Neue Rechnerarchitekturen

Das Institut forscht an neuartigen FPGA-basierten Architekturen für spezifische rechenintensive Anwendungen sowie an netzwerkartig verbundenen FPGA- und Prozessorstrukturen, die als Basis für Parallelrechnerarchitekturen dienen.

Parallelrechner ER-1 (1994)Parallelrechner ER-2 (1998), Parallelrechner ER-3 (2011), Parallelrechner ER-4 (2014)

Algebraic Engineering Group

Linear Codes
are studied as polynomial ideals using Gröbner bases. This allows to apply methods from algebraic geometry and commutative algebra. Aims are to develop invariants and to find global and local structure (Mahwish, Dück, Leppert).

Swarm-Based Computing
Simple software agents interacting locally with each other or with the environment can comprise a population that behaves (almost) like a biological system. Goals are to employ artificial swarms to efficiently solve scientific problems, like text understanding (Sallam).
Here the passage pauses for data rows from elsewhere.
//! Host tool availability checks.

use super::types::CheckResult;

/// Check host tools are installed.
pub fn check_host_tools() -> Vec<CheckResult> {
    let required_tools = [
        ("docker", "Required to build, tag and push images"),
        ("aws", "Required for ECR and Batch operations"),
    ];

    required_tools
        .iter()
        .map(|(tool, purpose)| check_tool_exists(tool, purpose))
        .collect()
}

/// Check if a tool exists in PATH.
fn check_tool_exists(tool: &str, purpose: &str) -> CheckResult {
    match which::which(tool) {
        Ok(path) => CheckResult::pass_with(tool, &path.display().to_string()),
        Err(_) => CheckResult::fail(tool, &format!("Not found in PATH. {}", purpose)),
    }
}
General-Purpose Graphics Card Processing
GPUs are capable to perform general-purpose computations that are traditionally treated by CPUs. Our aim is to parallelize computationally intense algorithms for GPUs mostly from graph theory and bioinformatics (Muhammad, Srinivasa).

FPGA Based Scientific Computing
FPGAs received a major boost during the last years and are amenable to perform greedy data-driven computations. Our objective is to design algorithms for FPGAs mostly from DNA computing and bioinformatics (Brandt).

Symbolisch-numerisches Rechnen

wird verwendet, um die Bestimmung exakter mathematischer Prädikate zu beschleunigen. Die algebraische Beschreibung isolierter Situationen wird in die kontinuierliche Gesamtlage eingebettet, um eine stabile Grundlage für ingenieurliche Konstruktions- und Entwurfsverfahren zu bilden. Wir forschen an schnellen, nie versagenden Verfahren.